Rodney Saint-Éloi : C'est plus que de l'amitié. Il s'agit de fraternité sur le plan littéraire. En tant qu'écrivain, j'admire le travail de Boris, qui vient souvent au Québec. Son travail redéfinit la fonction de l'intellectuel et, pour reprendre un terme cher à Senghor, s'inscrit dans le " rendez-vous du donner et du recevoir ". Je pense qu'il tient à ce que les Sénégalais qui vivent ici ne soient pas coupés de leurs racines. Et cela ne passe pas seulement à travers le fait de manger un tiep bou dien. Cela passe également par la valorisation de la langue.
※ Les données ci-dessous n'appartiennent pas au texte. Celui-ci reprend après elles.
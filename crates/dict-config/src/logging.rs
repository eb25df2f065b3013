//! Output format of the diagnostic log stream.

use serde::{Deserialize, Serialize};
use strum::{Display, EnumString};

/// How log events are formatted on stderr.
#[derive(
    Debug, Clone, Copy, Default, Deserialize, Serialize, PartialEq, Eq, EnumString, Display,
)]
#[serde(rename_all = "snake_case")]
#[strum(serialize_all = "snake_case", ascii_case_insensitive)]
pub enum LogFormat {
    /// One line per event, for terminals.
    #[default]
    Compact,
    /// One JSON object per event.
    Json,
}

/// Errors encountered while parsing a [`LogFormat`] from text.
pub type LogFormatParseError = strum::ParseError;
//! Scripted DICT server for tests.
//!
//! The server accepts a single client on an ephemeral loopback port, sends
//! the banner, then answers each received command line with the next canned
//! reply. `quit` is answered with `221` and ends the session. Every command
//! line is recorded so tests can assert on the exact wire traffic.

use std::collections::VecDeque;
use std::io::{self, BufRead, BufReader, Write};
use std::net::{TcpListener, TcpStream};
use std::sync::{Arc, Mutex, PoisonError};
use std::thread;
use std::time::{Duration, Instant};

use dict_config::ServerEndpoint;

const ACCEPT_DEADLINE: Duration = Duration::from_secs(5);
const ACCEPT_POLL: Duration = Duration::from_millis(10);
const UNEXPECTED_COMMAND: &str = "500 unexpected command";
const FAREWELL: &str = "221 bye";

/// Banner and replies a [`FakeDictServer`] plays back.
#[derive(Debug, Clone)]
pub struct ServerScript {
    banner: String,
    replies: VecDeque<Vec<String>>,
}

impl ServerScript {
    /// Starts a script with the greeting sent on accept.
    #[must_use]
    pub fn new(banner: impl Into<String>) -> Self {
        Self {
            banner: banner.into(),
            replies: VecDeque::new(),
        }
    }

    /// Appends the lines sent in answer to the next command.
    #[must_use]
    pub fn reply<I, L>(mut self, lines: I) -> Self
    where
        I: IntoIterator<Item = L>,
        L: Into<String>,
    {
        self.replies
            .push_back(lines.into_iter().map(Into::into).collect());
        self
    }
}

impl Default for ServerScript {
    fn default() -> Self {
        Self::new("220 fake.example dictd <auth.mime> <0.0@fake.example>")
    }
}

/// A one-client DICT server running on a background thread.
#[derive(Debug)]
pub struct FakeDictServer {
    port: u16,
    commands: Arc<Mutex<Vec<String>>>,
    handle: Option<thread::JoinHandle<io::Result<()>>>,
}

impl FakeDictServer {
    /// Binds a loopback listener and starts serving `script`.
    ///
    /// # Errors
    ///
    /// Returns the I/O error raised while binding the listener.
    pub fn spawn(script: ServerScript) -> io::Result<Self> {
        let listener = TcpListener::bind(("127.0.0.1", 0))?;
        listener.set_nonblocking(true)?;
        let port = listener.local_addr()?.port();
        let commands = Arc::new(Mutex::new(Vec::new()));
        let recorded = Arc::clone(&commands);
        let handle = thread::spawn(move || serve(&listener, script, &recorded));
        Ok(Self {
            port,
            commands,
            handle: Some(handle),
        })
    }

    /// Port the server listens on.
    #[must_use]
    pub const fn port(&self) -> u16 {
        self.port
    }

    /// Endpoint a client should connect to.
    #[must_use]
    pub fn endpoint(&self) -> ServerEndpoint {
        ServerEndpoint::new("127.0.0.1", self.port)
    }

    /// Waits for the session to end and returns the received command lines.
    ///
    /// The session ends when the client sends `quit`, closes its stream, or
    /// never connects before the accept deadline.
    ///
    /// # Errors
    ///
    /// Returns the I/O error that stopped the server thread.
    pub fn finish(mut self) -> io::Result<Vec<String>> {
        if let Some(handle) = self.handle.take() {
            handle
                .join()
                .map_err(|_| io::Error::other("fake DICT server thread panicked"))??;
        }
        Ok(self.recorded())
    }

    fn recorded(&self) -> Vec<String> {
        self.commands
            .lock()
            .unwrap_or_else(PoisonError::into_inner)
            .clone()
    }
}

impl Drop for FakeDictServer {
    fn drop(&mut self) {
        if let Some(handle) = self.handle.take() {
            let _ = handle.join();
        }
    }
}

fn serve(
    listener: &TcpListener,
    mut script: ServerScript,
    commands: &Mutex<Vec<String>>,
) -> io::Result<()> {
    let Some(stream) = accept(listener)? else {
        return Ok(());
    };
    stream.set_nonblocking(false)?;
    let mut writer = stream.try_clone()?;
    let mut reader = BufReader::new(stream);

    write_lines(&mut writer, [script.banner.as_str()])?;

    let mut line = String::new();
    loop {
        line.clear();
        if reader.read_line(&mut line)? == 0 {
            return Ok(());
        }
        let command = line.trim_end_matches(['\r', '\n']).to_owned();
        let is_quit = command.eq_ignore_ascii_case("quit");
        commands
            .lock()
            .unwrap_or_else(PoisonError::into_inner)
            .push(command);

        if is_quit {
            return write_lines(&mut writer, [FAREWELL]).or_else(client_already_gone);
        }
        match script.replies.pop_front() {
            Some(reply) => write_lines(&mut writer, reply.iter().map(String::as_str))?,
            None => write_lines(&mut writer, [UNEXPECTED_COMMAND])?,
        }
    }
}

fn accept(listener: &TcpListener) -> io::Result<Option<TcpStream>> {
    let deadline = Instant::now() + ACCEPT_DEADLINE;
    loop {
        match listener.accept() {
            Ok((stream, _)) => return Ok(Some(stream)),
            Err(ref error)
                if error.kind() == io::ErrorKind::WouldBlock && Instant::now() < deadline =>
            {
                thread::sleep(ACCEPT_POLL);
            }
            // No client arrived; end quietly so tests that never connect
            // do not hang.
            Err(ref error) if error.kind() == io::ErrorKind::WouldBlock => return Ok(None),
            Err(error) => return Err(error),
        }
    }
}

/// Clients may drop the stream straight after `quit` without reading the
/// farewell; that still ends the session cleanly.
fn client_already_gone(error: io::Error) -> io::Result<()> {
    match error.kind() {
        io::ErrorKind::BrokenPipe | io::ErrorKind::ConnectionReset => Ok(()),
        _ => Err(error),
    }
}

fn write_lines<'a>(
    stream: &mut impl Write,
    lines: impl IntoIterator<Item = &'a str>,
) -> io::Result<()> {
    for line in lines {
        stream.write_all(line.as_bytes())?;
        stream.write_all(b"\r\n")?;
    }
    stream.flush()
}
//! Rendering of lookup results.
//!
//! Results are written either as aligned plain text for people or as one
//! pretty-printed JSON document for scripts.

mod human;

use std::io::Write;

use clap::ValueEnum;

use crate::AppError;
use crate::command::LookupOutcome;

use human::render_human;

/// Output format selection for lookup results.
#[derive(Clone, Copy, Debug, Default, Eq, PartialEq, ValueEnum)]
pub enum OutputFormat {
    /// Selects `human` for terminal output and `json` for redirected output.
    #[default]
    Auto,
    /// Always render human-readable output.
    Human,
    /// Always emit JSON.
    Json,
}

/// Output format after resolving `auto` against the terminal state.
#[derive(Clone, Copy, Debug, Eq, PartialEq)]
pub enum ResolvedOutputFormat {
    /// Aligned plain text.
    Human,
    /// Pretty-printed JSON.
    Json,
}

impl OutputFormat {
    /// Resolves the output format based on whether stdout is a terminal.
    #[must_use]
    pub const fn resolve(self, stdout_is_terminal: bool) -> ResolvedOutputFormat {
        match self {
            Self::Auto if stdout_is_terminal => ResolvedOutputFormat::Human,
            Self::Auto | Self::Json => ResolvedOutputFormat::Json,
            Self::Human => ResolvedOutputFormat::Human,
        }
    }
}

/// Writes `outcome` to `stdout` in the chosen format.
pub(crate) fn write_outcome<W: Write>(
    outcome: &LookupOutcome,
    format: ResolvedOutputFormat,
    stdout: &mut W,
) -> Result<(), AppError> {
    match format {
        ResolvedOutputFormat::Human => stdout
            .write_all(render_human(outcome).as_bytes())
            .map_err(AppError::WriteOutput)?,
        ResolvedOutputFormat::Json => {
            serde_json::to_writer_pretty(&mut *stdout, outcome)
                .map_err(AppError::SerialiseOutcome)?;
            stdout.write_all(b"\n").map_err(AppError::WriteOutput)?;
        }
    }
    stdout.flush().map_err(AppError::WriteOutput)
}

#[cfg(test)]
mod tests {
    use super::*;
    use dict_client::Database;
    use rstest::rstest;

    #[rstest]
    #[case(OutputFormat::Auto, true, ResolvedOutputFormat::Human)]
    #[case(OutputFormat::Auto, false, ResolvedOutputFormat::Json)]
    #[case(OutputFormat::Human, false, ResolvedOutputFormat::Human)]
    #[case(OutputFormat::Json, true, ResolvedOutputFormat::Json)]
    fn resolves_auto_by_terminal(
        #[case] format: OutputFormat,
        #[case] terminal: bool,
        #[case] expected: ResolvedOutputFormat,
    ) {
        assert_eq!(format.resolve(terminal), expected);
    }

    #[test]
    fn json_output_is_tagged_by_kind() {
        let outcome = LookupOutcome::Databases {
            databases: vec![Database::new("fd", "Freedict")],
        };
        let mut stdout = Vec::new();
        write_outcome(&outcome, ResolvedOutputFormat::Json, &mut stdout).expect("render json");

        let value: serde_json::Value = serde_json::from_slice(&stdout).expect("valid json");
        assert_eq!(value["kind"], "databases");
        assert_eq!(value["databases"][0]["name"], "fd");
        assert_eq!(value["databases"][0]["description"], "Freedict");
        assert!(stdout.ends_with(b"}\n"));
    }
}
Boubacar Boris Diop : Nous avons toujours travaillé ensemble. Je suis auteur des éditions Zulma comme des éditions de Mémoire d'Encrier, en plus d'être ami avec Laure et Rodney. Il y a aussi un aspect auquel je m'intéresse peu dans cette aventure qui nous concerne tous les trois. Si un écrivain commence à écrire en se demandant s'il va être lu ou pas, il ferait mieux de ne pas s'y mettre. On écrit dans les ténèbres et s'il y a une seule personne pour lire un livre, ce livre mérite d'être écrit et publié. Cela ne veut pas dire que les questions matérielles de diffusion, de distribution, ne comptent pas. C'est que cela ne concerne pas l'écrivain. Nous formons une bande d'amis, mais il y a une base économique et intellectuelle très forte. Nous savons que les choses ne seront pas faciles. Nous ne naviguons pas sur un océan de certitudes, mais, pour nous, c'est du solide.

* Le wolof est la langue la plus parlée au Sénégal.